Fig. 2: A specialised vascular niche for mammary cancer cells during bone colonisation.

a 3D confocal image of DTCs (blue) in bone marrow. Bones were stained for DAPI (grey), EMCN (green) and CD31 (red). The image was transformed into a density plot that displayed voxel intensities in the CD31 and EMCN channels. Spatial gates were drawn to split the data set into phenotypically distinct components for volumetric reconstructions. Arterial vessels were defined by CD31^hiEMCN^– (red); Type H capillaries by CD31^hiEMCN^hi (yellow); Type L sinusoids by CD31^loEMCN^lo (green) (n = 4 mice). Scale bars: 100 µm. b, d, f Distance to the nearest arterial vessel (b), type L sinusoid (d) and type H vessel (f) of individual DTCs and random spots were binned in histogram format. c, e, g Bar charts showing the averages of distances to vessel subtypes.
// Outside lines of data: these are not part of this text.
//! Statistics module - HR aggregations over the employee table

mod counts;
mod dashboard;
mod error;
mod headcount;
mod summary;

pub use counts::{CategoryCount, CountCalculator, GroupedCounts};
pub use dashboard::DashboardData;
pub use headcount::{AttritionRate, HeadcountSeries};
Individual dots are from metastases from different mice. A total of 1256 DTCs (b, c), 299 DTCs (d, e) and 1052 DTCs (f, g) were analysed in 16 (b, c), 4 (d, e) and 17 (f, g) mice, respectively. P values in (b), (d), (f) by two-sided Kolmogorov−Smirnov analysis, and in (c), (e), (g) by two-tailed unpaired t tests. All data reflect mean ± s.e.m. Source data are provided as a Source Data file.